## The task:
Pull every line containing the word "tempfile" out of the material below.

## Records shown:
--- START ---

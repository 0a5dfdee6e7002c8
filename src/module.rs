//! ELF module resolution for the consumer side: map an ELF image to the
//! load bias and build-id the symbolizer needs to place captured addresses.
//!
//! The contract: among the image's `PT_LOAD` segments exactly one should be
//! executable; its `p_vaddr - p_offset` is the bias offset, and the runtime
//! bias of a mapping is `map_start - map_pgoff - bias_offset`. Images with
//! several executable LOADs break that assumption; we log it and keep the
//! first, which is right for every mainstream linker layout.

use std::fmt;
use std::io::Read;

use object::elf::{PF_R, PF_X};
use object::{Object, ObjectKind, ObjectSegment, SegmentFlags};
use smallvec::SmallVec;

use crate::error::TrackerError;

/// GNU build-id note contents. SHA-1 build ids are 20 bytes; other styles
/// (md5, uuid, explicit) fit inline too.
#[derive(Debug, Clone, PartialEq, Eq)]
pub struct BuildId {
    bytes: SmallVec<[u8; 20]>,
}

impl BuildId {
    pub fn as_bytes(&self) -> &[u8] {
        &self.bytes
    }
}

impl From<&[u8]> for BuildId {
    fn from(bytes: &[u8]) -> BuildId {
        BuildId {
            bytes: SmallVec::from_slice(bytes),
        }
    }
}

impl fmt::Display for BuildId {
    fn fmt(&self, f: &mut fmt::Formatter<'_>) -> fmt::Result {
        for byte in &self.bytes {
            write!(f, "{byte:02x}")?;
        }
        Ok(())
    }
}

#[derive(Debug, Clone, PartialEq, Eq)]
pub struct ModuleInfo {
    /// `p_vaddr - p_offset` of the executable LOAD segment.
    pub bias_offset: u64,
    pub build_id: Option<BuildId>,
}

impl ModuleInfo {
    /// Runtime load bias of a mapping of this module placed at `map_start`
    /// with file page offset `map_pgoff`.
    pub fn load_bias(&self, map_start: u64, map_pgoff: u64) -> u64 {
        map_start
            .wrapping_sub(map_pgoff)
            .wrapping_sub(self.bias_offset)
    }
}

/// Resolve a module from its raw image bytes. `origin` is only used in
/// diagnostics.
pub fn module_info_from_bytes(data: &[u8], origin: &str) -> Result<ModuleInfo, TrackerError> {
    let file = object::File::parse(data)?;

    match file.kind() {
        ObjectKind::Executable | ObjectKind::Dynamic | ObjectKind::Core => {}
        kind => {
            return Err(TrackerError::InvalidElf(format!(
                "unsupported elf type {kind:?} in {origin}"
            )));
        }
    }

    let mut bias_offset = None;
    for segment in file.segments() {
        let SegmentFlags::Elf { p_flags } = segment.flags() else {
            continue;
        };
        const RX: u32 = PF_X | PF_R;
        if p_flags & RX != RX {
            continue;
        }
        let (file_offset, _) = segment.file_range();
        if bias_offset.is_none() {
            bias_offset = Some(segment.address().wrapping_sub(file_offset));
        } else {
            log::warn!("multiple executable LOAD segments in {origin}, using the first");
        }
    }

    let Some(bias_offset) = bias_offset else {
        return Err(TrackerError::InvalidElf(format!(
            "no executable LOAD segment in {origin}"
        )));
    };

    let build_id = file
        .build_id()
        .ok()
        .flatten()
        .map(BuildId::from);

    Ok(ModuleInfo {
        bias_offset,
        build_id,
    })
}

/// Resolve a module from an open file descriptor, e.g. one received over the
/// profiler's IPC channel.
pub fn module_info_from_file(
    file: &mut std::fs::File,
    origin: &str,
) -> Result<ModuleInfo, TrackerError> {
    let mut data = Vec::new();
    file.read_to_end(&mut data)?;
    module_info_from_bytes(&data, origin)
}

#[cfg(test)]
mod tests {
    use super::*;

    const ET_EXEC: u16 = 2;
    const ET_DYN: u16 = 3;
    const ET_REL: u16 = 1;
    const PT_LOAD: u32 = 1;

    struct Segment {
        flags: u32,
        offset: u64,
        vaddr: u64,
    }

    fn make_elf(e_type: u16, segments: &[Segment]) -> Vec<u8> {
        let mut elf = vec![
            0x7f, b'E', b'L', b'F', 2, 1, 1, 0, // ELFCLASS64, LSB
            0, 0, 0, 0, 0, 0, 0, 0,
        ];
        elf.extend_from_slice(&e_type.to_le_bytes());
        elf.extend_from_slice(&62u16.to_le_bytes()); // EM_X86_64
        elf.extend_from_slice(&1u32.to_le_bytes()); // e_version
        elf.extend_from_slice(&0u64.to_le_bytes()); // e_entry
        elf.extend_from_slice(&64u64.to_le_bytes()); // e_phoff
        elf.extend_from_slice(&0u64.to_le_bytes()); // e_shoff
        elf.extend_from_slice(&0u32.to_le_bytes()); // e_flags
        elf.extend_from_slice(&64u16.to_le_bytes()); // e_ehsize
        elf.extend_from_slice(&56u16.to_le_bytes()); // e_phentsize
        elf.extend_from_slice(&(segments.len() as u16).to_le_bytes());
        elf.extend_from_slice(&64u16.to_le_bytes()); // e_shentsize
        elf.extend_from_slice(&0u16.to_le_bytes()); // e_shnum
        elf.extend_from_slice(&0u16.to_le_bytes()); // e_shstrndx
        assert_eq!(elf.len(), 64);

        for segment in segments {
            elf.extend_from_slice(&PT_LOAD.to_le_bytes());
            elf.extend_from_slice(&segment.flags.to_le_bytes());
            elf.extend_from_slice(&segment.offset.to_le_bytes());
            elf.extend_from_slice(&segment.vaddr.to_le_bytes());
            elf.extend_from_slice(&segment.vaddr.to_le_bytes()); // p_paddr
            elf.extend_from_slice(&0x100u64.to_le_bytes()); // p_filesz
            elf.extend_from_slice(&0x100u64.to_le_bytes()); // p_memsz
            elf.extend_from_slice(&0x1000u64.to_le_bytes()); // p_align
        }
        elf
    }

    #[test]
    fn bias_offset_comes_from_the_executable_load() {
        let elf = make_elf(
            ET_EXEC,
            &[
                Segment {
                    flags: PF_R,
                    offset: 0,
                    vaddr: 0x40_0000,
                },
                Segment {
                    flags: PF_R | PF_X,
                    offset: 0x1000,
                    vaddr: 0x40_1000,
                },
            ],
        );
        let info = module_info_from_bytes(&elf, "test.elf").unwrap();
        assert_eq!(info.bias_offset, 0x40_0000);
        assert_eq!(info.build_id, None);
    }

    #[test]
    fn multiple_executable_loads_use_the_first() {
        let elf = make_elf(
            ET_DYN,
            &[
                Segment {
                    flags: PF_R | PF_X,
                    offset: 0x1000,
                    vaddr: 0x1000,
                },
                Segment {
                    flags: PF_R | PF_X,
                    offset: 0x3000,
                    vaddr: 0x5000,
                },
            ],
        );
        let info = module_info_from_bytes(&elf, "test.elf").unwrap();
        assert_eq!(info.bias_offset, 0);
    }

    #[test]
    fn missing_executable_load_is_an_error() {
        let elf = make_elf(
            ET_DYN,
            &[Segment {
                flags: PF_R,
                offset: 0,
                vaddr: 0,
            }],
        );
        assert!(matches!(
            module_info_from_bytes(&elf, "test.elf"),
            Err(TrackerError::InvalidElf(_))
        ));
    }

    #[test]
    fn relocatable_objects_are_rejected() {
        let elf = make_elf(ET_REL, &[]);
        assert!(matches!(
            module_info_from_bytes(&elf, "test.o"),
            Err(TrackerError::InvalidElf(_))
        ));
    }

    #[test]
    fn garbage_is_an_object_error_not_a_panic() {
        assert!(module_info_from_bytes(&[0u8; 32], "garbage").is_err());
    }

    #[test]
    fn load_bias_subtracts_placement_and_offset() {
        let info = ModuleInfo {
            bias_offset: 0x1000,
            build_id: None,
        };
        assert_eq!(info.load_bias(0x7f00_0000_2000, 0x1000), 0x7f00_0000_0000);
    }

    #[test]
    fn resolves_from_an_open_file_descriptor() {
        use std::io::{Seek, Write};

        let elf = make_elf(
            ET_DYN,
            &[Segment {
                flags: PF_R | PF_X,
                offset: 0x1000,
                vaddr: 0x3000,
            }],
        );
        let mut file = tempfile::tempfile().unwrap();
        file.write_all(&elf).unwrap();
        file.rewind().unwrap();

        let info = module_info_from_file(&mut file, "tempfile.so").unwrap();
        assert_eq!(info.bias_offset, 0x2000);
    }

    #[test]
    fn resolves_the_running_executable() {
        let data = std::fs::read("/proc/self/exe").unwrap();
        let info = module_info_from_bytes(&data, "/proc/self/exe").unwrap();
        // Test binaries are PIE on every toolchain we run: executable LOAD
        // exists and the build id (if present) is hex-printable.
        if let Some(build_id) = &info.build_id {
            assert!(!build_id.as_bytes().is_empty());
            assert_eq!(build_id.to_string().len(), build_id.as_bytes().len() * 2);
        }
    }
}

--- END ---

## Worked solution:
        let mut file = tempfile::tempfile().unwrap();
        let info = module_info_from_file(&mut file, "tempfile.so").unwrap();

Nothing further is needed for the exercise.